Your objective: Take every line in the entries that includes the word "FlashError" and copy it.
=-=-=-=-=
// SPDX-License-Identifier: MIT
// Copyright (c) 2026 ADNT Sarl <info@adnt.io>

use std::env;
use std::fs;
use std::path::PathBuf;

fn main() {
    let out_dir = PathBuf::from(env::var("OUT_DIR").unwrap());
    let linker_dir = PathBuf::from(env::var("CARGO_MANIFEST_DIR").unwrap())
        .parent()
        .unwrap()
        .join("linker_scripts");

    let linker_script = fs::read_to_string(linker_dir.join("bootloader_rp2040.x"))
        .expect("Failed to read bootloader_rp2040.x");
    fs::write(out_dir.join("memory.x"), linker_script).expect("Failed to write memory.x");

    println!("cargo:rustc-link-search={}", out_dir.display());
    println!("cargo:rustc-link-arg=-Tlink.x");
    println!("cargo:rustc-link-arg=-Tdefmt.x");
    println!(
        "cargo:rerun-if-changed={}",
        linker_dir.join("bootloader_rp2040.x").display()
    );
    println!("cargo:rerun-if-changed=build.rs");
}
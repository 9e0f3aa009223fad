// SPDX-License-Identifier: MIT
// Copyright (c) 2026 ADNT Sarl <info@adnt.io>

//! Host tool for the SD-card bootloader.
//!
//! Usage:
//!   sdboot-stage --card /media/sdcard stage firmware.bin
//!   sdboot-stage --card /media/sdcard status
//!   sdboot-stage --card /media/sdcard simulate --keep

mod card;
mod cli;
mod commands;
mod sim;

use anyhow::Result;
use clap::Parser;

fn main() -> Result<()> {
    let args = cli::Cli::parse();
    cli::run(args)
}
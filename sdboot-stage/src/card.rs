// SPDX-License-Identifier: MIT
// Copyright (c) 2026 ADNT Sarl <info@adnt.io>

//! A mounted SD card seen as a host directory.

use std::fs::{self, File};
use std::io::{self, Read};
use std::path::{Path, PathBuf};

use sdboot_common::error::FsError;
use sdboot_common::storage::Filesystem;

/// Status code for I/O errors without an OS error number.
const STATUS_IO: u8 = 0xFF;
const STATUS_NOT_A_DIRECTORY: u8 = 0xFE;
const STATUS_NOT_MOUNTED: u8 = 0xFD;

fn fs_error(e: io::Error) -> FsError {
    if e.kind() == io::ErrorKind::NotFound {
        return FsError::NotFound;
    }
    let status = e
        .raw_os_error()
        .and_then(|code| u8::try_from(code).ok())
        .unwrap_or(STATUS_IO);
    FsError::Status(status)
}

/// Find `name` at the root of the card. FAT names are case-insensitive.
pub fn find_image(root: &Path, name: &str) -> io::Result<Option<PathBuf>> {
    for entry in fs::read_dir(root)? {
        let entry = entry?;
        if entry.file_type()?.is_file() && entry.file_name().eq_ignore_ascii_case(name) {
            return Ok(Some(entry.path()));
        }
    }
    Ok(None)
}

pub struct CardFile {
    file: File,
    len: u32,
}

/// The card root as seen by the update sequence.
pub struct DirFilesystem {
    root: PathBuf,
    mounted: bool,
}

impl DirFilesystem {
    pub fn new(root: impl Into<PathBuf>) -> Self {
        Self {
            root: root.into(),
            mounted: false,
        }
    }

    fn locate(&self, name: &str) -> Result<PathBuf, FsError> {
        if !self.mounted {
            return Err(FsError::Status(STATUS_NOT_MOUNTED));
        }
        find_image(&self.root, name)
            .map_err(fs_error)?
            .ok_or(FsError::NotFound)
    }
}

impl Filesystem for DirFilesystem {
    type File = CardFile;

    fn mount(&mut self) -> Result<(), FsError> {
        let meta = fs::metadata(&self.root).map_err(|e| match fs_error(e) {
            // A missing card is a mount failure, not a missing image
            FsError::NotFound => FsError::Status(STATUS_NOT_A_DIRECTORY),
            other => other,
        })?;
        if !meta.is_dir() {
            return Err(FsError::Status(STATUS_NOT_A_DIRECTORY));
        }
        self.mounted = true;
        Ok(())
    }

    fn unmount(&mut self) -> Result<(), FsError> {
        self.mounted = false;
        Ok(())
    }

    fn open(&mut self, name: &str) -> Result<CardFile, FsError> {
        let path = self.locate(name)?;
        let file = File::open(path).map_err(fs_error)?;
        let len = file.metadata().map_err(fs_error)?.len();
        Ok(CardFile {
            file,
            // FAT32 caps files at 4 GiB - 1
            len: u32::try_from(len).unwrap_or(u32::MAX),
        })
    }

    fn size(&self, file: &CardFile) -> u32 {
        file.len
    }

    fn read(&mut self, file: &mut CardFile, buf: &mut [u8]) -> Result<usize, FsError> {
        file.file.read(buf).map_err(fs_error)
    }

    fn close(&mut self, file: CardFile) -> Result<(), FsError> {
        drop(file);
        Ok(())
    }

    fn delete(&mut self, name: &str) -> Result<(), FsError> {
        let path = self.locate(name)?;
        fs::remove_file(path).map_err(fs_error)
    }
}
=-=-=-=-=
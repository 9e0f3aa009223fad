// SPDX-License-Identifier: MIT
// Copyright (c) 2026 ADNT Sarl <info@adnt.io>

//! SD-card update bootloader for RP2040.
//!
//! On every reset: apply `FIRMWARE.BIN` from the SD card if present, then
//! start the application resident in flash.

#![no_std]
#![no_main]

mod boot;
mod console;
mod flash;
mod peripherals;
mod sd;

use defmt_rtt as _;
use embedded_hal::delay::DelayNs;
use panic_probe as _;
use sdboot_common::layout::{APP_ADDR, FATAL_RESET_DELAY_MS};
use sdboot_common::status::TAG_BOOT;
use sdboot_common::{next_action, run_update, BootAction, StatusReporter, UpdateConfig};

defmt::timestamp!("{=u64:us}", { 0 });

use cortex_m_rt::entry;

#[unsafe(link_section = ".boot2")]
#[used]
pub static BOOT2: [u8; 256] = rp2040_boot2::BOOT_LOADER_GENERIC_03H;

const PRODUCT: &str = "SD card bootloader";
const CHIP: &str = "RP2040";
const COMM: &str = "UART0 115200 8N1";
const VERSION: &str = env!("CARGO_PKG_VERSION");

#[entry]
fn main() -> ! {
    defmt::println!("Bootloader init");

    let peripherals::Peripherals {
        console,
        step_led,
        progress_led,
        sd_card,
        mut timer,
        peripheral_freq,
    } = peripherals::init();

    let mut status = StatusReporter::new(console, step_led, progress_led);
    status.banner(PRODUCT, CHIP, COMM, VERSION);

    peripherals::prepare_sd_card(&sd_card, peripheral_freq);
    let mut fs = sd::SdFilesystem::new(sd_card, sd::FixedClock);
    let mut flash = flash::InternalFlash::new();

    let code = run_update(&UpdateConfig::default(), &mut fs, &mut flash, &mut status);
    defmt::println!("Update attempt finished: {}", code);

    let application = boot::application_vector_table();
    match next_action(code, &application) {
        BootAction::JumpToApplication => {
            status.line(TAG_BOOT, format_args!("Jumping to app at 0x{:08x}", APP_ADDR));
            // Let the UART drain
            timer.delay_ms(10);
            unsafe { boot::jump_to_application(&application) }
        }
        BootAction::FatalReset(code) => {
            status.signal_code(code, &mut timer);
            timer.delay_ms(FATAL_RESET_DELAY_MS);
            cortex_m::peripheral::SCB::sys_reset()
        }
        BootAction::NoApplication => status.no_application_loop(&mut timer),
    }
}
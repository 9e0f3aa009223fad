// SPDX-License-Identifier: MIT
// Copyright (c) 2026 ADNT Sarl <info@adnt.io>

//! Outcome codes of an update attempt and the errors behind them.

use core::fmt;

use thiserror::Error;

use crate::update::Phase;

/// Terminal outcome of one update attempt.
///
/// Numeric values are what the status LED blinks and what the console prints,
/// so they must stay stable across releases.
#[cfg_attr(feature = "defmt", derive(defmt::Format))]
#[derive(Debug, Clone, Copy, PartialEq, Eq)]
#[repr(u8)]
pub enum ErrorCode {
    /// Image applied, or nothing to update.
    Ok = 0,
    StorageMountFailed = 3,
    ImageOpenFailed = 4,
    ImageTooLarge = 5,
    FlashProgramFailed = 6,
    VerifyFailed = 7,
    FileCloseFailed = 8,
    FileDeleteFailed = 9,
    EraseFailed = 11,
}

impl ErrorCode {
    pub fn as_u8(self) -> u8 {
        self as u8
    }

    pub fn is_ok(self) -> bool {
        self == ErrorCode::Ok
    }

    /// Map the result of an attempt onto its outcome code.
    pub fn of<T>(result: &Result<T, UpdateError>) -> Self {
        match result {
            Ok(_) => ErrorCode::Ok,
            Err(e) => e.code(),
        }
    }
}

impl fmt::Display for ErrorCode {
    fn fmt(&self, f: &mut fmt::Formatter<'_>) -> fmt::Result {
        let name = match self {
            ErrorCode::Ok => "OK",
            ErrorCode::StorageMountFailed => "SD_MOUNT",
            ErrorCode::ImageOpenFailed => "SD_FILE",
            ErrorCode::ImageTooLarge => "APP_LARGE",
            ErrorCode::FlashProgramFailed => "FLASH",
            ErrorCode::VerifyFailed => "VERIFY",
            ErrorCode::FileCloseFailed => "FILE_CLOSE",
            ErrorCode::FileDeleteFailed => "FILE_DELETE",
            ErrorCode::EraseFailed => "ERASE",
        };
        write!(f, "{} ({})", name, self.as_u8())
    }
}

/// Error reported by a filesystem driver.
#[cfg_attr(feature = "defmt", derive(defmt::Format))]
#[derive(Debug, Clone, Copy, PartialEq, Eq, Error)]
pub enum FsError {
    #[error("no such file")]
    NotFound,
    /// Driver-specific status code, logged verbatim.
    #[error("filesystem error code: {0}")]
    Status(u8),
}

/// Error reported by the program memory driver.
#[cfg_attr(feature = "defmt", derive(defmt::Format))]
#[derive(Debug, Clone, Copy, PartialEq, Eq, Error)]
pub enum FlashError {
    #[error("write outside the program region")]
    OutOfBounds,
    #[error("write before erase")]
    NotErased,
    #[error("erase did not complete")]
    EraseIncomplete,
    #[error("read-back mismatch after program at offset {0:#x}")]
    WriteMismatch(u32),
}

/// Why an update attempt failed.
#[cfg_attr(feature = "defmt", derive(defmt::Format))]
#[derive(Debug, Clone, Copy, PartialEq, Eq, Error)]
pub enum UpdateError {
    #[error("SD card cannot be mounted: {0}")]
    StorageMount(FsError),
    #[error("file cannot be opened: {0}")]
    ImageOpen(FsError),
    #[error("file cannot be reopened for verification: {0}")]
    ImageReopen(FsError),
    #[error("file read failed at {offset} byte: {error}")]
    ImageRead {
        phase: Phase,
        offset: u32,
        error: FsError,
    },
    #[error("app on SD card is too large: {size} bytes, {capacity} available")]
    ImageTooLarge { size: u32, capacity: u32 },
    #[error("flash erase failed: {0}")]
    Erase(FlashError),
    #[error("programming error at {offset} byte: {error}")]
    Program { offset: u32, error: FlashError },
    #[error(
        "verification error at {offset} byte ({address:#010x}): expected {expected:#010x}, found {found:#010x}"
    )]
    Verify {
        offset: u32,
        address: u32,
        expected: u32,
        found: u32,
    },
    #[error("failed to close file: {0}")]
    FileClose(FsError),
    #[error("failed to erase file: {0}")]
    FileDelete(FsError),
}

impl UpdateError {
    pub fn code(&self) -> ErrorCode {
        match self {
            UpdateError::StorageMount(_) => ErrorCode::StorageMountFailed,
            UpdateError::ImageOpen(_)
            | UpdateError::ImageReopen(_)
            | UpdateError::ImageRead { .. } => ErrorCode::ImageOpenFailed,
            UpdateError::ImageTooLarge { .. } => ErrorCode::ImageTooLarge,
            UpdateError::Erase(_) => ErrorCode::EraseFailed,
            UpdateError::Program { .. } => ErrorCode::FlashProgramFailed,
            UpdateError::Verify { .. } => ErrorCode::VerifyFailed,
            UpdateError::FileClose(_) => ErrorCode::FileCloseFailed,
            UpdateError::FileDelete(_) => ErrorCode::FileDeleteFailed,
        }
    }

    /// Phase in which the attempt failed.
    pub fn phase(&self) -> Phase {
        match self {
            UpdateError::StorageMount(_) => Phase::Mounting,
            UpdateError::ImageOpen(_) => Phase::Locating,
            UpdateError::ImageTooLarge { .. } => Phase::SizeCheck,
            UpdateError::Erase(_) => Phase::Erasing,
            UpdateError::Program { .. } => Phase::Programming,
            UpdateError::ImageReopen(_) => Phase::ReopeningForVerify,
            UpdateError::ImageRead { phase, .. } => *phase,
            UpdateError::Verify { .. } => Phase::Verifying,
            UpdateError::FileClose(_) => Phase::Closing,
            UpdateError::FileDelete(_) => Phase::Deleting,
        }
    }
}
=-=-=-=-=
Solution to the exercise:
pub enum FlashError {
    Erase(FlashError),
    Program { offset: u32, error: FlashError },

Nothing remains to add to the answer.